What is your major complaint about poetry today:
Two major complaints…
The first is that some poets spend far too much time trying to decide who belongs in what school or sub-school or newly-made-up schools of poetry. It becomes endless!
The second is the idea that a poem must be obscure to be good. I like accessibility in a poem. I also want my poems to be read. That last comment has actually received shocked responses from some poets….’but you’re supposed to be writing for yourself’. Give me a break. I wouldn’t be writing if I didn’t want to. I just don’t want to be my only audience. I think it was Gerald Locklin who said something like ‘Novelists write for their audience. Poets write for themselves’. And we’ve written ourselves into a fine corner, haven’t we? It’s the rare individual, who doesn’t write poetry, who carries a poetry book to bed to read before sleep time. Let’s reach the public again the way Ginsberg reached me, for example, when I first read Howl when I was twenty. I was blown away. This man was speaking to ME.
What were your strongest influences?
First, my mother. She took me to first grade with her in her womb. I stopped kicking at story time each day.
Next, every human being who’s shared a piece of his or her life with me. It’s all in there waiting to be told along with my own stories along the way.

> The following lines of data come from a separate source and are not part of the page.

//! Exporter configuration: CLI flags over an optional TOML file over defaults.
//!
//! ```toml
//! debug = false
//!
//! [web]
//! listen_addr = "127.0.0.1"
//! listen_port = 9433
//!
//! [knot]
//! socket_path = "/run/knot/knot.sock"
//! socket_timeout_ms = 2000
//!
//! [collect]
//! meminfo = true
//! global_stats = true
//! zone_stats = true
//! zone_status = true
//! zone_serial = true
//! zone_timers = false
//! ```

use std::io;
use std::net::{IpAddr, Ipv4Addr, SocketAddr};
use std::path::{Path, PathBuf};
use std::time::Duration;

use knot_collector::CollectorConfig;
use serde::Deserialize;

use crate::cli::Cli;

pub const DEFAULT_LISTEN_ADDR: &str = "127.0.0.1";
pub const DEFAULT_LISTEN_PORT: u16 = 9433;
pub const DEFAULT_SOCKET_TIMEOUT_MS: u64 = 2000;

#[derive(Debug, thiserror::Error)]
pub enum ConfigError {
    #[error("failed to read config file {path}: {source}")]
    Read {
        path: PathBuf,
        #[source]
        source: io::Error,
    },

    #[error("invalid config file {path}: {source}")]
    Parse {
        path: PathBuf,
        #[source]
        source: toml::de::Error,
    },

    #[error("knot control socket {0} does not exist")]
    MissingSocket(PathBuf),

    #[error("invalid listen address {0:?}: expected an IP address or localhost")]
    InvalidAddress(String),

    #[error("listen port must be non-zero")]
    InvalidPort,
}

/// On-disk config file. Every field is optional.
#[derive(Debug, Clone, Default, PartialEq, Eq, Deserialize)]
#[serde(default, deny_unknown_fields)]
pub struct FileConfig {
    pub debug: Option<bool>,
    pub web: WebSection,
    pub knot: KnotSection,
    pub collect: CollectSection,
}

#[derive(Debug, Clone, Default, PartialEq, Eq, Deserialize)]
#[serde(default, deny_unknown_fields)]
pub struct WebSection {
    pub listen_addr: Option<String>,
    pub listen_port: Option<u16>,
}

#[derive(Debug, Clone, Default, PartialEq, Eq, Deserialize)]
#[serde(default, deny_unknown_fields)]
pub struct KnotSection {
    pub socket_path: Option<PathBuf>,
    pub socket_timeout_ms: Option<u64>,
}

#[derive(Debug, Clone, Default, PartialEq, Eq, Deserialize)]
#[serde(default, deny_unknown_fields)]
pub struct CollectSection {
    pub meminfo: Option<bool>,
    pub global_stats: Option<bool>,
    pub zone_stats: Option<bool>,
    pub zone_status: Option<bool>,
    pub zone_serial: Option<bool>,
    pub zone_timers: Option<bool>,
}

impl FileConfig {
    pub fn from_file(path: &Path) -> Result<Self, ConfigError> {
        let content = std::fs::read_to_string(path).map_err(|source| ConfigError::Read {
            path: path.to_path_buf(),
            source,
        })?;
        toml::from_str(&content).map_err(|source| ConfigError::Parse {
            path: path.to_path_buf(),
            source,
        })
    }
}

/// Fully resolved settings.
#[derive(Debug, Clone, PartialEq, Eq)]
pub struct ExporterConfig {
    pub listen_addr: String,
    pub listen_port: u16,
    pub debug: bool,
    pub skip_validation: bool,
    pub collector: CollectorConfig,
}

impl ExporterConfig {
    /// Resolve the CLI, reading the file named by `--config` if any.
    pub fn load(cli: &Cli) -> Result<Self, ConfigError> {
        let file = match &cli.config {
            Some(path) => FileConfig::from_file(path)?,
            None => FileConfig::default(),
        };
        Ok(Self::resolve(cli, &file))
    }

    /// Merge flags over `file` over defaults. A `--no-*` flag can only
    /// disable; `--zone-timers` can only enable.
    pub fn resolve(cli: &Cli, file: &FileConfig) -> Self {
        let collect = &file.collect;
        let enabled = |flag_off: bool, file_value: Option<bool>| !flag_off && file_value.unwrap_or(true);

        let timeout_ms = cli
            .knot_socket_timeout
            .or(file.knot.socket_timeout_ms)
            .unwrap_or(DEFAULT_SOCKET_TIMEOUT_MS);

        let collector = CollectorConfig {
            socket_path: cli
                .knot_socket_path
                .clone()
                .or_else(|| file.knot.socket_path.clone())
                .unwrap_or_else(|| CollectorConfig::default().socket_path),
            timeout: (timeout_ms > 0).then(|| Duration::from_millis(timeout_ms)),
            collect_memory: enabled(cli.no_meminfo, collect.meminfo),
            collect_global_stats: enabled(cli.no_global_stats, collect.global_stats),
            collect_zone_stats: enabled(cli.no_zone_stats, collect.zone_stats),
            collect_zone_status: enabled(cli.no_zone_status, collect.zone_status),
            collect_zone_serial: enabled(cli.no_zone_serial, collect.zone_serial),
            collect_zone_timers: cli.zone_timers || collect.zone_timers.unwrap_or(false),
        };

        Self {
            listen_addr: cli
                .web_listen_addr
                .clone()
                .or_else(|| file.web.listen_addr.clone())
                .unwrap_or_else(|| DEFAULT_LISTEN_ADDR.to_string()),
            listen_port: cli
                .web_listen_port
                .or(file.web.listen_port)
                .unwrap_or(DEFAULT_LISTEN_PORT),
            debug: cli.debug || file.debug.unwrap_or(false),
            skip_validation: cli.skip_validation,
            collector,
        }
    }

    /// Address to bind. `localhost` maps to the IPv4 loopback.
    pub fn socket_addr(&self) -> Result<SocketAddr, ConfigError> {
        let ip = if self.listen_addr.eq_ignore_ascii_case("localhost") {
            IpAddr::V4(Ipv4Addr::LOCALHOST)
        } else {
            self.listen_addr
                .parse()
                .map_err(|_| ConfigError::InvalidAddress(self.listen_addr.clone()))?
        };
        Ok(SocketAddr::new(ip, self.listen_port))
    }

    /// Static checks run before serving. The server probe is separate.
    pub fn validate(&self) -> Result<(), ConfigError> {
        let socket = &self.collector.socket_path;
        if !socket.exists() {
            return Err(ConfigError::MissingSocket(socket.clone()));
        }
        if self.listen_port == 0 {
            return Err(ConfigError::InvalidPort);
        }
        self.socket_addr()?;
        Ok(())
    }
}
//! Command-line flags.
//!
//! Value flags are optional so an unset flag falls through to the config
//! file and then to the built-in default.

use std::path::PathBuf;

use clap::Parser;
use knot_collector::BuildInfo;

#[derive(Debug, Parser)]
#[command(
    name = "knot-exporter",
    about = "Prometheus exporter for Knot DNS",
    disable_version_flag = true
)]
pub struct Cli {
    /// Print build information and exit.
    #[arg(short = 'V', long)]
    pub version: bool,

    /// Address to listen on [default: 127.0.0.1].
    #[arg(long)]
    pub web_listen_addr: Option<String>,

    /// Port to listen on [default: 9433].
    #[arg(long)]
    pub web_listen_port: Option<u16>,

    /// Knot control socket [default: /run/knot/knot.sock].
    #[arg(long)]
    pub knot_socket_path: Option<PathBuf>,

    /// Control socket timeout in milliseconds, 0 disables [default: 2000].
    #[arg(long)]
    pub knot_socket_timeout: Option<u64>,

    /// Disable memory usage collection.
    #[arg(long)]
    pub no_meminfo: bool,

    /// Disable global statistics collection.
    #[arg(long)]
    pub no_global_stats: bool,

    /// Disable zone statistics collection.
    #[arg(long)]
    pub no_zone_stats: bool,

    /// Disable zone status timers collection.
    #[arg(long)]
    pub no_zone_status: bool,

    /// Disable zone serial collection.
    #[arg(long)]
    pub no_zone_serial: bool,

    /// Enable SOA timer collection (one zone-read per scrape).
    #[arg(long)]
    pub zone_timers: bool,

    /// Debug logging.
    #[arg(long)]
    pub debug: bool,

    /// Start without checking the socket and listen address.
    #[arg(long)]
    pub skip_validation: bool,

    /// TOML config file.
    #[arg(long, value_name = "FILE")]
    pub config: Option<PathBuf>,
}

/// Multi-line build report printed by `--version`.
pub fn version_text(build: &BuildInfo) -> String {
    format!(
        "Knot DNS Exporter\n  \
         Version:      {}\n  \
         Build time:   {}\n  \
         Git commit:   {}\n  \
         Control lib:  knot-ctl {}\n  \
         Platform:     {}\n",
        build.version, build.build_time, build.git_commit, build.ctl_version, build.platform
    )
}

#[cfg(test)]
mod tests {
    use super::*;

    #[test]
    fn parses_no_flags() {
        let cli = Cli::try_parse_from(["knot-exporter"]).unwrap();
        assert!(cli.web_listen_addr.is_none());
        assert!(cli.knot_socket_timeout.is_none());
        assert!(!cli.no_meminfo);
        assert!(!cli.zone_timers);
        assert!(cli.config.is_none());
        assert!(!cli.version);
    }

    #[test]
    fn version_flag_is_ours() {
        assert!(Cli::try_parse_from(["knot-exporter", "--version"]).unwrap().version);
        assert!(Cli::try_parse_from(["knot-exporter", "-V"]).unwrap().version);
    }

    #[test]
    fn version_text_lists_build_info() {
        let build = BuildInfo {
            version: "1.2.3".into(),
            build_time: "2024-01-01T00:00:00Z".into(),
            git_commit: "abc1234".into(),
            ctl_version: "0.1.0".into(),
            platform: "linux/x86_64".into(),
        };

        let text = version_text(&build);

        assert_eq!(
            text,
            "Knot DNS Exporter\n  \
             Version:      1.2.3\n  \
             Build time:   2024-01-01T00:00:00Z\n  \
             Git commit:   abc1234\n  \
             Control lib:  knot-ctl 0.1.0\n  \
             Platform:     linux/x86_64\n"
        );
    }

    #[test]
    fn parses_all_flags() {
        let cli = Cli::try_parse_from([
            "knot-exporter",
            "--web-listen-addr",
            "0.0.0.0",
            "--web-listen-port",
            "9999",
            "--knot-socket-path",
            "/tmp/knot.sock",
            "--knot-socket-timeout",
            "0",
            "--no-meminfo",
            "--no-global-stats",
            "--no-zone-stats",
            "--no-zone-status",
            "--no-zone-serial",
            "--zone-timers",
            "--debug",
            "--skip-validation",
            "--config",
            "/etc/knot-exporter.toml",
        ])
        .unwrap();

        assert_eq!(cli.web_listen_addr.as_deref(), Some("0.0.0.0"));
        assert_eq!(cli.web_listen_port, Some(9999));
        assert_eq!(cli.knot_socket_path, Some(PathBuf::from("/tmp/knot.sock")));
        assert_eq!(cli.knot_socket_timeout, Some(0));
        assert!(cli.no_meminfo && cli.no_global_stats && cli.no_zone_stats);
        assert!(cli.no_zone_status && cli.no_zone_serial);
        assert!(cli.zone_timers && cli.debug && cli.skip_validation);
        assert_eq!(cli.config, Some(PathBuf::from("/etc/knot-exporter.toml")));
    }

    #[test]
    fn rejects_bad_port() {
        assert!(Cli::try_parse_from(["knot-exporter", "--web-listen-port", "70000"]).is_err());
    }
}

Writers such as Lucile Clifton, Sharon Olds, Li Young-Lee, so many more. Impossible to list.
Artists such as Redon who held me for an hour in front of the first painting of his I saw in Washington, D.C. And the courage of such artists as Frida Kahlo who painted under her own very hard physical circumstances.
Musicians who move me, all the way from the etudes of Chopin to Al Green strutting his stuff at the Apollo Theatre in the eighties. Yo Yo Ma at Carnegie Hall. That unknown musician I heard playing his violin deep in the underground trolley section at Cambridge, MA, when I disembarked one day.
Now my hands will type no more even though there’s a lot more I’d like to say. Wouldn’t it be wonderful if I could connect a wire from my brain to your brain so I could just lie down and take a much needed rest and still share?